I have a question regarding non-POD type classes being copied from GPU to CPU.

According to the C++ standard, non-POD classes contain any of the following (not fully inclusive list):

  • Virtuals
  • destructors
  • constructors

My class that I have allocated on the GPU memory DOES include inheritance, and is therefore non-POD.

The question is: Is it not safe to cudaMemCopy this class from GPU to CPU given that it is not POD compliant (or is cudaMemCopy more smart than that?). If so, is there a standard way to handle this situation?

The best I can think of is implementing the copy constructor to copy from “this” to the “other”. Then from the user standpoint, the user must allocated a cpu instantiated class and use the copy constructor of the gpu instantiated class to copy over the members to the cpu class.
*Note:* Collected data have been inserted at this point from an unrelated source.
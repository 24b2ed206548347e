//! Order rendering.
//!
//! [`table`] turns JSON into table descriptors without producing any text;
//! [`markup`] serializes descriptors. The `render_*` functions here chain
//! the two for callers that only want the markup string.

pub mod dates;
pub mod markup;
pub mod table;

use serde_json::{Map, Value};

use crate::messages;

pub use table::{Cell, GridTable, KeyValueTable, ListBlock, OrderView};

/// Two-column key/value table, optionally captioned.
pub fn render_object(map: &Map<String, Value>, title: Option<&str>) -> String {
    markup::key_value_table(&table::object_table(map, title))
}

/// Header+rows table, or the empty placeholder for an empty sequence.
pub fn render_array(items: &[Value]) -> String {
    markup::list_block(&table::list_block(items, None))
}

/// The whole order: main table, then delivery, payment and items.
pub fn render_order(order: Option<&Map<String, Value>>) -> String {
    match order {
        Some(order) => markup::order_view(&table::order_view(order)),
        None => markup::paragraph(messages::NO_ORDER_DATA),
    }
}
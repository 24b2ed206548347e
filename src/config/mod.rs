use std::env;
use std::path::PathBuf;

use serde::Deserialize;
use serde::Serialize;

/// Environment variable that overrides the configured API base URL.
pub const API_URL_ENV: &str = "ORDER_VIEWER_API_URL";

#[derive(Debug, Default, Deserialize, Serialize, Clone)]
pub struct ConfigFile {
    #[serde(alias = "base_url")]
    pub api_url: Option<String>,
    pub timeout: Option<u64>,
    pub proxy: Option<String>,
    pub envelope: Option<String>,
    pub output: Option<String>,
    pub fragment: Option<bool>,
    pub no_color: Option<bool>,
    pub workers: Option<usize>,
}

fn home_dir() -> Option<PathBuf> {
    env::var_os("HOME")
        .map(PathBuf::from)
        .or_else(|| env::var_os("USERPROFILE").map(PathBuf::from))
        .or_else(|| {
            let drive = env::var_os("HOMEDRIVE")?;
            let path = env::var_os("HOMEPATH")?;
            Some(PathBuf::from(drive).join(path))
        })
}

pub fn default_config_path() -> Option<PathBuf> {
    Some(home_dir()?.join(".order-viewer").join("config.yml"))
}

pub fn expand_tilde(path: &str) -> PathBuf {
    if let Some(stripped) = path.strip_prefix("~/").or_else(|| path.strip_prefix("~\\")) {
        if let Some(home) = home_dir() {
            return home.join(stripped);
        }
    }
    PathBuf::from(path)
}

pub fn expand_tilde_string(path: &str) -> String {
    expand_tilde(path).to_string_lossy().to_string()
}

pub fn load_config(path: &PathBuf, allow_missing: bool) -> Result<ConfigFile, String> {
    match std::fs::read_to_string(path) {
        Ok(contents) => parse_config(&contents)
            .map_err(|e| format!("failed to parse config '{}': {e}", path.display())),
        Err(e) if e.kind() == std::io::ErrorKind::NotFound && allow_missing => {
            Ok(ConfigFile::default())
        }
        Err(e) if e.kind() == std::io::ErrorKind::NotFound => {
            Err(format!("config file not found '{}'", path.display()))
        }
        Err(e) => Err(format!("failed to read config '{}': {e}", path.display())),
    }
}

pub fn parse_config(contents: &str) -> Result<ConfigFile, serde_yaml::Error> {
    if contents.trim().is_empty() {
        return Ok(ConfigFile::default());
    }
    serde_yaml::from_str::<ConfigFile>(contents)
}

/// The base URL from the environment, ignoring blank values.
pub fn api_url_from_env() -> Option<String> {
    env::var(API_URL_ENV)
        .ok()
        .map(|v| v.trim().to_string())
        .filter(|v| !v.is_empty())
}

fn default_config_yaml() -> String {
    r#"# order-viewer config
#
# Location (default):
#   ~/.order-viewer/config.yml

# Backend (ORDER_VIEWER_API_URL overrides this)
api_url: http://localhost:8080

# Response shape: auto, combined ({Order, Delivery, Payment, Items}) or flat
envelope: auto

# HTTP (optional)
# timeout: 10
# proxy: http://127.0.0.1:8080

# Output (optional, stdout when unset)
# output: ./order.html
fragment: false

# Runtime
workers: 2

# Output styling
no_color: false
"#
    .to_string()
}

pub fn ensure_default_config_file(path: &PathBuf) -> Result<(), String> {
    if path.exists() {
        return Ok(());
    }
    let parent = path
        .parent()
        .ok_or_else(|| format!("invalid config path '{}'", path.display()))?;
    std::fs::create_dir_all(parent).map_err(|e| {
        format!(
            "failed to create config directory '{}': {e}",
            parent.display()
        )
    })?;
    let contents = default_config_yaml();
    std::fs::write(path, contents)
        .map_err(|e| format!("failed to write config file '{}': {e}", path.display()))?;
    Ok(())
}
Then internally, the copy function must deduce the “other”'s memory location and if its on host, it must cudaMemCopy each of its members to the CPU side.
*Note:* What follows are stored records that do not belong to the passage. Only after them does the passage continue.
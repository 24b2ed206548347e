//! User-facing text shown in the result container.

use crate::error::ViewError;

pub const ENTER_ORDER_ID: &str = "Введите ID заказа";
pub const LOADING: &str = "Загрузка...";
pub const NO_ORDER_DATA: &str = "Нет данных о заказе";
pub const EMPTY_LIST: &str = "(пусто)";
pub const MISSING_VALUE: &str = "-";
pub const MAIN_SECTION_TITLE: &str = "Основная информация";
pub const ERROR_PREFIX: &str = "Ошибка";

pub fn order_heading(id: &str) -> String {
    format!("Заказ #{id}")
}

/// Localized message for a failed presentation. Fetch failures always
/// carry the status code so the user can tell a missing order from a
/// broken backend.
pub fn describe_error(err: &ViewError) -> String {
    match err {
        ViewError::EmptyInput => ENTER_ORDER_ID.to_string(),
        ViewError::Fetch { status } => format!("Заказ не найден: {status}"),
        ViewError::Network { source } => format!("Сеть недоступна: {source}"),
        ViewError::Parse { source } => format!("Некорректный ответ сервера: {source}"),
        ViewError::MissingOrder => NO_ORDER_DATA.to_string(),
    }
}
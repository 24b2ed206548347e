use clap::{ArgAction, Parser};

#[derive(Parser, Debug, Clone)]
#[command(
    name = "order-viewer",
    version,
    about = "fetch an order by ID and render it as HTML tables",
    long_about = "order-viewer requests GET {api-url}/orders/{id} and renders the returned order as nested HTML tables inside a small host page.\n\nExamples:\n  order-viewer 42\n  order-viewer 42 -u http://orders.local:8080 -o ./order.html\n  order-viewer --interactive --fragment < ids.txt\n\nTip: Set ORDER_VIEWER_API_URL or use --config to avoid repeating the backend URL."
)]
pub struct CliArgs {
    #[arg(value_name = "ORDER_ID", help = "Order ID to look up.")]
    pub order_id: Option<String>,

    #[arg(
        short = 'v',
        long = "verbose",
        action = ArgAction::Count,
        help_heading = "Output",
        help = "Increase log verbosity (-v, -vv, -vvv)."
    )]
    pub verbose: u8,

    #[arg(
        short = 'n',
        long = "no-color",
        help_heading = "Output",
        help = "Disable colored terminal output."
    )]
    pub no_color: bool,

    #[arg(
        short = 'o',
        long = "output",
        value_name = "FILE",
        help_heading = "Output",
        help = "Write the host page to a file (rewritten on every state change)."
    )]
    pub output: Option<String>,

    #[arg(
        long = "fragment",
        help_heading = "Output",
        help = "Emit only the result markup instead of a full page."
    )]
    pub fragment: bool,

    #[arg(
        short = 'C',
        long = "config",
        value_name = "FILE",
        help_heading = "Input",
        help = "Path to config file (defaults to ~/.order-viewer/config.yml)."
    )]
    pub config: Option<String>,

    #[arg(
        long = "init-config",
        help_heading = "Input",
        help = "Write a default config file and exit."
    )]
    pub init_config: bool,

    #[arg(
        short = 'i',
        long = "interactive",
        help_heading = "Input",
        help = "Read order IDs from stdin, one per line."
    )]
    pub interactive: bool,

    #[arg(
        short = 'u',
        long = "api-url",
        value_name = "URL",
        help_heading = "HTTP",
        help = "Backend base URL (default http://localhost:8080)."
    )]
    pub api_url: Option<String>,

    #[arg(
        short = 'T',
        long = "timeout",
        value_name = "SECONDS",
        help_heading = "HTTP",
        help = "Request timeout in seconds (none by default)."
    )]
    pub timeout: Option<u64>,

    #[arg(
        short = 'p',
        long = "proxy",
        value_name = "URL",
        help_heading = "HTTP",
        help = "HTTP proxy URL (e.g. http://127.0.0.1:8080)."
    )]
    pub proxy: Option<String>,

    #[arg(
        short = 'E',
        long = "envelope",
        value_name = "SHAPE",
        help_heading = "HTTP",
        help = "Response shape: auto, combined, or flat."
    )]
    pub envelope: Option<String>,

    #[arg(
        short = 'w',
        long = "workers",
        value_name = "N",
        help_heading = "Performance",
        help = "Number of runtime worker threads."
    )]
    pub workers: Option<usize>,
}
(objects of) classes can be copied and passed between host and device. Full stop. CUDA aims to be a nearly complete implementation of C++, subject to various stated restrictions.
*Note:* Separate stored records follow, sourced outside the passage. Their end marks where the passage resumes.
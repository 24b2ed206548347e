use serde_json::{Map, Value};

use super::dates;
use crate::adapter::{DELIVERY_KEY, ITEMS_KEY, PAYMENT_KEY};
use crate::messages;

const HEADING_KEYS: [&str; 4] = ["id", "orderUID", "order_uid", "OrderUID"];

/// A two-column table: one row per key.
#[derive(Clone, Debug, PartialEq)]
pub struct KeyValueTable {
    pub caption: Option<String>,
    pub rows: Vec<(String, Cell)>,
}

#[derive(Clone, Debug, PartialEq)]
pub enum Cell {
    Text(String),
    Table(KeyValueTable),
    List(ListBlock),
}

/// What a sequence turns into.
#[derive(Clone, Debug, PartialEq)]
pub enum ListBlock {
    Empty,
    Grid(GridTable),
}

/// Header row plus one row per element. `headers` is empty when the
/// first element is not a mapping; rows then hold a single cell.
#[derive(Clone, Debug, PartialEq)]
pub struct GridTable {
    pub caption: Option<String>,
    pub headers: Vec<String>,
    pub rows: Vec<Vec<String>>,
}

#[derive(Clone, Debug, PartialEq)]
pub struct OrderView {
    pub heading: Option<String>,
    pub main: KeyValueTable,
    pub delivery: Option<KeyValueTable>,
    pub payment: Option<KeyValueTable>,
    pub items: Option<ListBlock>,
}

pub fn object_table(map: &Map<String, Value>, title: Option<&str>) -> KeyValueTable {
    let rows = map
        .iter()
        .map(|(key, value)| (key.clone(), value_cell(key, value)))
        .collect();
    KeyValueTable {
        caption: title.filter(|t| !t.is_empty()).map(str::to_string),
        rows,
    }
}

fn value_cell(key: &str, value: &Value) -> Cell {
    match value {
        Value::Object(map) => Cell::Table(object_table(map, None)),
        Value::Array(items) => Cell::List(list_block(items, None)),
        _ => Cell::Text(dates::localize(key, value).unwrap_or_else(|| display_scalar(value))),
    }
}

pub fn list_block(items: &[Value], title: Option<&str>) -> ListBlock {
    let first = match items.first() {
        Some(first) => first,
        None => return ListBlock::Empty,
    };

    let caption = title.filter(|t| !t.is_empty()).map(str::to_string);
    let headers: Vec<String> = match first {
        Value::Object(map) => map.keys().cloned().collect(),
        _ => Vec::new(),
    };

    let rows = items
        .iter()
        .map(|item| {
            if headers.is_empty() {
                return vec![grid_cell("", Some(item))];
            }
            headers
                .iter()
                .map(|h| grid_cell(h, item.as_object().and_then(|m| m.get(h))))
                .collect()
        })
        .collect();

    ListBlock::Grid(GridTable {
        caption,
        headers,
        rows,
    })
}

fn grid_cell(header: &str, value: Option<&Value>) -> String {
    match value {
        None => messages::MISSING_VALUE.to_string(),
        Some(v @ (Value::Object(_) | Value::Array(_))) => {
            serde_json::to_string_pretty(v).unwrap_or_else(|_| v.to_string())
        }
        Some(v) => dates::localize(header, v).unwrap_or_else(|| display_scalar(v)),
    }
}

/// Split an adapted order into its main fields and the three known
/// sub-sections. A section key is only taken out when its value has the
/// expected shape (or is null); anything else stays in the main table.
pub fn order_view(order: &Map<String, Value>) -> OrderView {
    let delivery_key = section_key(order, DELIVERY_KEY, Value::is_object);
    let payment_key = section_key(order, PAYMENT_KEY, Value::is_object);
    let items_key = section_key(order, ITEMS_KEY, Value::is_array);

    let taken = [delivery_key, payment_key, items_key];
    let main: Map<String, Value> = order
        .iter()
        .filter(|(k, _)| !taken.iter().flatten().any(|t| *t == k.as_str()))
        .map(|(k, v)| (k.clone(), v.clone()))
        .collect();

    let section = |key: Option<&str>| key.and_then(|k| order.get(k)).and_then(Value::as_object);

    let delivery = section(delivery_key).map(|m| object_table(m, Some("delivery")));
    let payment = section(payment_key).map(|m| object_table(m, Some("payment")));
    let items = items_key
        .and_then(|k| order.get(k))
        .and_then(Value::as_array)
        .map(|items| list_block(items, Some("items")));

    OrderView {
        heading: heading(&main),
        main: object_table(&main, Some(messages::MAIN_SECTION_TITLE)),
        delivery,
        payment,
        items,
    }
}

fn section_key<'a>(
    order: &'a Map<String, Value>,
    canonical: &'static str,
    shape: fn(&Value) -> bool,
) -> Option<&'a str> {
    let lower = canonical.to_lowercase();
    let found = [canonical, lower.as_str()]
        .into_iter()
        .find_map(|name| {
            order
                .get_key_value(name)
                .filter(|(_, v)| v.is_null() || shape(v))
        })
        .map(|(k, _)| k.as_str());
    found
}

fn heading(main: &Map<String, Value>) -> Option<String> {
    HEADING_KEYS
        .iter()
        .find_map(|k| main.get(*k))
        .filter(|v| !v.is_null() && !v.is_object() && !v.is_array())
        .map(|v| messages::order_heading(&display_scalar(v)))
}

/// Scalars as they read in JSON, without quotes around strings.
pub fn display_scalar(value: &Value) -> String {
    match value {
        Value::Null => "null".to_string(),
        Value::Bool(b) => b.to_string(),
        Value::String(s) => s.clone(),
        Value::Number(n) => match n.as_f64() {
            Some(f) if n.is_f64() && f.fract() == 0.0 && f.abs() < 1e15 => {
                format!("{}", f as i64)
            }
            _ => n.to_string(),
        },
        Value::Object(_) | Value::Array(_) => {
            serde_json::to_string_pretty(value).unwrap_or_else(|_| value.to_string())
        }
    }
}
use std::sync::Arc;

use async_trait::async_trait;

use crate::adapter::{self, Envelope};
use crate::error::ViewError;
use crate::fetcher::OrderSource;
use crate::messages;
use crate::output::OutputError;
use crate::render::{self, markup};

/// Where the presenter puts its markup. Each write replaces the previous
/// content; `input` is the order ID as the user typed it.
#[async_trait]
pub trait OutputTarget: Send + Sync {
    async fn write(&self, input: &str, markup: &str) -> Result<(), OutputError>;
}

#[derive(Debug)]
pub enum Outcome {
    /// The input was blank; the prompt is showing.
    Prompted,
    Rendered { markup: String },
    Failed(ViewError),
}

impl Outcome {
    pub fn is_failure(&self) -> bool {
        matches!(self, Outcome::Failed(_))
    }
}

pub struct Presenter {
    source: Arc<dyn OrderSource>,
    target: Arc<dyn OutputTarget>,
    envelope: Envelope,
}

impl Presenter {
    pub fn new(
        source: Arc<dyn OrderSource>,
        target: Arc<dyn OutputTarget>,
        envelope: Envelope,
    ) -> Self {
        Self {
            source,
            target,
            envelope,
        }
    }

    /// Look up `raw_id` and show the result. Failures end up in the output
    /// target as a message; only errors writing to the target itself are
    /// returned.
    pub async fn present(&self, raw_id: &str) -> Result<Outcome, OutputError> {
        let id = raw_id.trim();
        if id.is_empty() {
            let prompt = messages::describe_error(&ViewError::EmptyInput);
            self.target
                .write(raw_id, &markup::paragraph(&prompt))
                .await?;
            return Ok(Outcome::Prompted);
        }

        self.target
            .write(id, &markup::paragraph(messages::LOADING))
            .await?;

        match self.load(id).await {
            Ok(html) => {
                tracing::info!(order_id = id, "order rendered");
                self.target.write(id, &html).await?;
                Ok(Outcome::Rendered { markup: html })
            }
            Err(err) => {
                tracing::warn!(order_id = id, error = %err, "order lookup failed");
                self.target
                    .write(id, &markup::error_paragraph(&messages::describe_error(&err)))
                    .await?;
                Ok(Outcome::Failed(err))
            }
        }
    }

    async fn load(&self, id: &str) -> Result<String, ViewError> {
        let raw = self.source.fetch_order(id).await?;
        let order = adapter::adapt(&raw, self.envelope)?;
        Ok(render::render_order(Some(&order)))
    }
}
In case that is not clear, your class is safe to copy from host to device, or device to host, subject to the following provisos/limitations/restrictions:

  • classes can be passed by-value or by-pointer. Passing a class by-value is performed the way you would pass a class by value to any function, as an argument to that function (i.e. kernel). But see note below. Passing by pointer would involve the usual cudaMemcpy techniques, coupled with pointer arguments to the kernel, similar to POD
  • if you want a constructor or destructor (or any other class method) to be usable in device code, you had better decorate it and design it appropriately
  • for classes that contain virtual methods, if an object of that class is instantiated in host code, the virtual methods should not be called from device code, or vice-versa. This is a stated limitation in the programming guide. I’m offering a slightly looser description compared to what is printed. If you want a strict compliance to the doc statements, do not pass objects with virtual methods between host/device.
  • Like any other pass-by-value situation, an object-copy will be made for use by the function called. This means that the constructor and destructor will be called. This will trip up naive constructor/destructor designs, and there are many questions on various forums describing those situations.
  • For classes that have explicit constructors/destructors, my personal suggestion is not to instantiate objects of those classes at global scope, if you intend to use CUDA API calls in the constructor or destructor. There are available descriptions that cover the general associated hazards with that.
  • Pass by reference is generally tricky in CUDA, not uniquely or specifically to classes. I generally don’t recommend it, and if you are not using managed memory techniques properly/carefully, it is not supported at all to use pass-by-reference for arguments to a CUDA kernel.